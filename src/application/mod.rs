use std::path::{Path, PathBuf};

use anyhow::Result;
use rayon::prelude::*;
use tracing::{info, warn};

use crate::api::dto::{BatchEntryDto, ErrorDto, ProgramDto, ResponseDto};
use crate::domain::extract;
use crate::domain::options::ExtractOptions;
use crate::ports::{OutputExporter, TypeGraphSource};

/// Loads type graphs, runs extraction and hands the documents to the
/// exporter.
pub struct ExtractUsecase<'a> {
    pub source: &'a dyn TypeGraphSource,
    pub exporter: &'a dyn OutputExporter,
    pub options: &'a ExtractOptions,
}

impl<'a> ExtractUsecase<'a> {
    /// Extraction of one file. Load failures are reported in the same error
    /// document shape as extraction failures.
    pub fn extract_file(&self, input: &Path) -> ResponseDto {
        let graph = match self.source.load(input) {
            Ok(graph) => graph,
            Err(e) => {
                warn!(input = %input.display(), "cannot load type graph: {:#}", e);
                return ResponseDto::Error(ErrorDto::message(format!("{:#}", e)));
            }
        };
        match extract(&graph, self.options) {
            Ok(program) => ResponseDto::Program(ProgramDto::from(program)),
            Err(e) => {
                warn!(input = %input.display(), "extraction failed: {}", e);
                ResponseDto::Error(ErrorDto::from(&e))
            }
        }
    }

    /// Writes the program, or the error document, for one input. Returns
    /// whether extraction succeeded.
    pub fn run(&self, input: &Path, output: Option<&Path>) -> Result<bool> {
        let response = self.extract_file(input);
        self.exporter.export(&serde_json::to_value(&response)?, output)?;
        Ok(!response.is_error())
    }

    /// Extracts every input on `pool` and writes one array in input order.
    /// Returns whether all inputs succeeded.
    pub fn run_batch(&self, pool: &rayon::ThreadPool, inputs: &[PathBuf], output: Option<&Path>) -> Result<bool> {
        let entries: Vec<BatchEntryDto> = pool.install(|| {
            inputs
                .par_iter()
                .map(|input| BatchEntryDto {
                    input: input.display().to_string(),
                    result: self.extract_file(input),
                })
                .collect()
        });

        let failed = entries.iter().filter(|e| e.result.is_error()).count();
        info!(inputs = entries.len(), failed, "batch finished");

        self.exporter.export(&serde_json::to_value(&entries)?, output)?;
        Ok(failed == 0)
    }
}
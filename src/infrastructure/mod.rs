// Infrastructure implementations for service extraction.

pub mod concurrency;
pub mod config;
pub mod logging;

use std::fs::{self, File};
use std::io::Write;
use std::path::Path;

use anyhow::{bail, Context, Result};
use memmap2::Mmap;
use tracing::debug;

use crate::domain::type_graph::TypeGraph;
use crate::ports::{OutputExporter, TypeGraphSource};

/// Reads a type graph JSON document emitted by the front end.
pub struct JsonGraphLoader;

impl TypeGraphSource for JsonGraphLoader {
    fn load(&self, location: &Path) -> Result<TypeGraph> {
        let file = File::open(location)
            .with_context(|| format!("Failed to open type graph {}", location.display()))?;
        let len = file.metadata()?.len();
        if len == 0 {
            bail!("Type graph {} is empty", location.display());
        }

        // Safety: the map is read-only and dropped before this function returns.
        let mmap = unsafe { Mmap::map(&file) }
            .with_context(|| format!("Failed to map {}", location.display()))?;
        let graph: TypeGraph = serde_json::from_slice(&mmap)
            .with_context(|| format!("Invalid type graph JSON in {}", location.display()))?;
        graph
            .validate()
            .with_context(|| format!("Inconsistent type graph in {}", location.display()))?;

        debug!(
            path = %location.display(),
            bytes = len,
            types = graph.types.len(),
            definitions = graph.definitions.len(),
            "loaded type graph"
        );
        Ok(graph)
    }
}

/// Pretty-printed JSON, to a file or standard output.
pub struct JsonExporter;

impl OutputExporter for JsonExporter {
    fn export(&self, document: &serde_json::Value, destination: Option<&Path>) -> Result<()> {
        let text = serde_json::to_string_pretty(document)?;
        match destination {
            Some(path) => fs::write(path, text + "\n")
                .with_context(|| format!("Failed to write {}", path.display())),
            None => {
                let stdout = std::io::stdout();
                let mut handle = stdout.lock();
                writeln!(handle, "{}", text)?;
                Ok(())
            }
        }
    }
}
/// Worker pool for batch extraction.
/// Each package is extracted by its own core instance; nothing is shared
/// between workers except the read-only options.

use anyhow::Result;
use tracing::info;

/// Build a rayon pool with `jobs` workers, defaulting to one per core.
pub fn build_pool(jobs: Option<usize>) -> Result<rayon::ThreadPool> {
    let cores = num_cpus::get();
    let workers = std::cmp::max(1, jobs.unwrap_or(cores));

    let pool = rayon::ThreadPoolBuilder::new()
        .num_threads(workers)
        .thread_name(|i| format!("extract-{}", i))
        .build()?;

    info!(workers, cores, "initialized extraction pool");

    Ok(pool)
}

-------------------------

BRIEF:
Going through the data, count each line where the word "succeeded" appears, and state only the total.

RESPONSE TO THE EXERCISE:
2